Step 2 — Compare Spend vs Income
Simple rule:
Your annual card spend should broadly match your post-tax income level.
If not, maintain proof explaining the difference.
Examples:
- Savings usage
- Family gifts
- Loans
Step 3 — Separate Business and Personal Spending
Never mix:
- Client expenses
- Office purchases
- Family spending
on one personal card.
Step 4 — Maintain Gift Documentation
Large family transfers should always have:
- Bank records
- Gift letters
- Supporting transaction proof
Step 5 — File ITR Properly
File:
- ITR-1
- ITR-2
- ITR-3
based on actual eligibility.
AIS mismatches reduce significantly when returns are filed correctly.

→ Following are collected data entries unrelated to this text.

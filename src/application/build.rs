//! Build Use Case
//!
//! Runs the build command on the build host and records where the artifact
//! landed:
//! 1. Resolve the command (`buildCLI` for RPMs, synthesized for binaries)
//! 2. Run it in the build host's working directory
//! 3. Locate the artifact (rpmbuild output, or `<remoteDir>/<package>`)
//! 4. Store the path in `buildSystem.filename`

use tracing::{debug, info};

use crate::domain::entities::DeployConfig;
use crate::domain::ports::{EventSink, ExecOutput, PipelineEvent, RemoteExecutor};
use crate::domain::services::{artifact, binary_build_command, shell};
use crate::error::{BuilderError, BuilderResult};

/// What a successful build produced
#[derive(Debug, Clone)]
pub struct BuildOutcome {
    /// Command line sent to the build host
    pub command: String,
    /// Artifact path now stored on the build system
    pub artifact: String,
    pub output: ExecOutput,
}

/// Pick the build command for `config`.
///
/// RPM builds run the configured `buildCLI`. Binary builds always run a
/// `go build` named after the package; `buildCLI` is ignored for them.
pub fn resolve_build_command(config: &DeployConfig) -> BuilderResult<String> {
    if !config.is_rpm() {
        return binary_build_command(&config.package_name).ok_or_else(|| {
            BuilderError::Configuration(
                "missing build cli: binary builds need packageName".to_string(),
            )
        });
    }
    let configured = config.build_cli.trim();
    if configured.is_empty() {
        return Err(BuilderError::Configuration(
            "missing build cli: set buildCLI".to_string(),
        ));
    }
    Ok(configured.to_string())
}

/// Build use case
pub struct BuildUseCase<'a, E: RemoteExecutor> {
    executor: E,
    events: &'a dyn EventSink,
}

impl<'a, E: RemoteExecutor> BuildUseCase<'a, E> {
    pub fn new(executor: E, events: &'a dyn EventSink) -> Self {
        Self { executor, events }
    }

    /// Build on the build host and record the artifact path in `config`
    pub fn execute(&self, config: &mut DeployConfig) -> BuilderResult<BuildOutcome> {
        let build_cli = resolve_build_command(config)?;
        let build_host = &config.build_system;
        let command = shell::in_dir(&build_host.ssh.remote_dir(), &build_cli);

        info!(host = %build_host.address(), package = %config.package_name, "building");
        debug!("{} {:?}", build_host.ssh.ssh_cli(), command);
        self.events.on_event(PipelineEvent::BuildStarted {
            package: config.package_name.clone(),
            command: command.clone(),
        });

        let output = self.executor.execute(&build_host.ssh, &command)?;
        if !output.success() {
            return Err(BuilderError::BuildFailed {
                host: build_host.address().to_string(),
                exit_code: output.exit_code,
                stderr: output.stderr,
            });
        }

        let artifact = if build_host.is_rpm() {
            artifact::discover_rpm_artifact(&output.stdout).ok_or(
                BuilderError::ArtifactNotFound {
                    marker: artifact::WROTE_MARKER,
                },
            )?
        } else {
            build_host.ssh.remote_path(&config.package_name)
        };
        debug!(artifact = %artifact, "build output:\n{}", output.stdout);

        config.build_system.set_artifact_path(artifact.clone());
        self.events.on_event(PipelineEvent::BuildCompleted {
            artifact: artifact.clone(),
            output: output.stdout.clone(),
        });

        Ok(BuildOutcome {
            command,
            artifact,
            output,
        })
    }
}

Step 6 — Preserve Statements for 7 Years
Tax reassessment windows can stretch multiple years backward.
Save:
- Annual statements
- Payment proofs
- Bank records
offline too.
FAQs
What is the credit card ₹10 lakh rule?
Banks report annual credit card bill payments above ₹10 lakh under SFT rules to the Income Tax Department.
Is it a new tax?
No.
It is only a reporting requirement.
Will I automatically get a notice?
No.
Notices usually happen only when spending and declared income don't match.
Is the limit per card or per bank?
Per bank.
Multiple cards from the same bank are combined.
Are international payments included?
Yes.
Foreign transactions are also tracked.
Do advance bill payments count?
Yes.
Prepayments and advance settlements are included.
What if I use a company card personally?
Personal usage on company cards may become taxable salary/perquisite income.
How do I check reported credit card data?
Login to the Income Tax portal and open AIS → SFT Information.
Final Thoughts
The ₹10 lakh rule is not designed to punish spenders.
It's mainly a transparency system.
If your:
- Income
- AIS
- Credit card spending
- ITR filing
all tell the same story, then the SFT entry becomes just another data point.
Pull your AIS once every quarter, compare it with your statements, and fix mismatches early instead of waiting for notice season.